Ouattara gewinnt die Stichwahl, doch der regierungstreue Verfassungsrat erklärt die Ergebnisse einiger Regionen für nichtig, wovon wiederum Gbagbo als nun - laut Verfassungsrat- neuer Sieger profitiert. Beide Kandidaten beanspruchen das Präsidentenamt und legen den Amtseid ab. Erneut bürgerkriegsähnliche Zustände in der Republik Côte d'Ivoire. Der UNO Wahlbeobachter erklärt das ursprüngliche Wahlergebnis für gültig, die Entscheidung des Verfassungsrat allerdings sei nicht nachvollziehbar, sodass der rechtmäßige Wahlsieger Ouattara heißen muss. Nun also auch die UNO gegen Gbagbo. Die Gewalt nimmt kein Ende, die gegnerischen Parteien liefern sich blutige Auseinandersetzungen.
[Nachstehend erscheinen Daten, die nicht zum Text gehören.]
//! Storage Module
//!
//! Persistent storage layer: immutable SSTables on disk.
//!
//! ## Responsibilities
//! - Persist flushed and compacted runs in sorted order
//! - Point lookups and range scans by binary search over an offset index
//! - Crash-safe publication (temp files, fsync, rename)
//! - Cleanup of leftovers from interrupted flushes and compactions
//!
//! ## File Format
//! Each table is a pair of files sharing a stem.
//! ```text
//! sstable_000007.data              sstable_000007.index
//! ┌──────────────────────────┐     ┌──────────────────┐
//! │ Entry 0                  │◄────│ Offset 0 (u64 LE)│
//! │ [KeyLen][Key][ValLen][V] │     ├──────────────────┤
//! ├──────────────────────────┤◄────│ Offset 1 (u64 LE)│
//! │ Entry 1                  │     ├──────────────────┤
//! │ ...                      │     │ ...              │
//! └──────────────────────────┘     └──────────────────┘
//! ValLen = u32::MAX marks a tombstone. No header, no footer.
//! ```
//! Compaction output is named `sstable_{base:06}_{generation:06}` where
//! `base..=generation` is the range of generations it replaced.

mod manager;
mod source;
mod sstable;

pub(crate) use manager::newest_first;
pub use manager::StorageManager;
pub use source::{open_source, ByteSource, FileSource, MmapSource};
pub use sstable::{SSTable, SSTableBuilder, SSTableIterator, TableId, TableKind};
Noch Ende 2010 beschließt die internationale Gemeinschaft Sanktionen gegen Gbagbo, es werden Konten eingefroren und Einreiseverbote ausgesprochen. Nachdem diverse internationale und nationale Bankfilialen schließen und gar die Börse dicht macht, wird die Republik Côte d'Ivoire von der wirtschaftlichen Ader abgekapselt.

Ende Februar 2011 scheint der Bürgerkrieg erneut auszubrechen, der Friedensprozess kommt zum erliegen. Abertausende Menschen flüchten vor der unberechenbaren Gewalt, die UNO spricht von mehr als 300.000 Flüchtlingen.

Anfang April dann der Schießbefehl der UNO für die Blauhelme, sie sollen weitere zivile Opfer verhindern. Gleichzeitig scheinen die Truppen von Ouattara immer weiter in Gbagbo-Gebiete vorzudringen. Ist ein Ende nun in Sicht?

Erstaunlich, wie in letzter Zeit neben den Mega-Nachrichten Fukoshima und Gadaffi die Unruhen und Verbrechen in der Republik Côte d'Ivoire untergegangen sind. Ein ganzes Land bricht auseinander, Tausende Menschen auf der Flucht, die internationale Gemeinschaft eingebunden und trotzdem sorgen sich alle nur um den FDP Parteivorsitz, die Evakuierungszone und die Gadaffikonten. Wo ist eigentlich der Elfenbeinküste-Liveticker???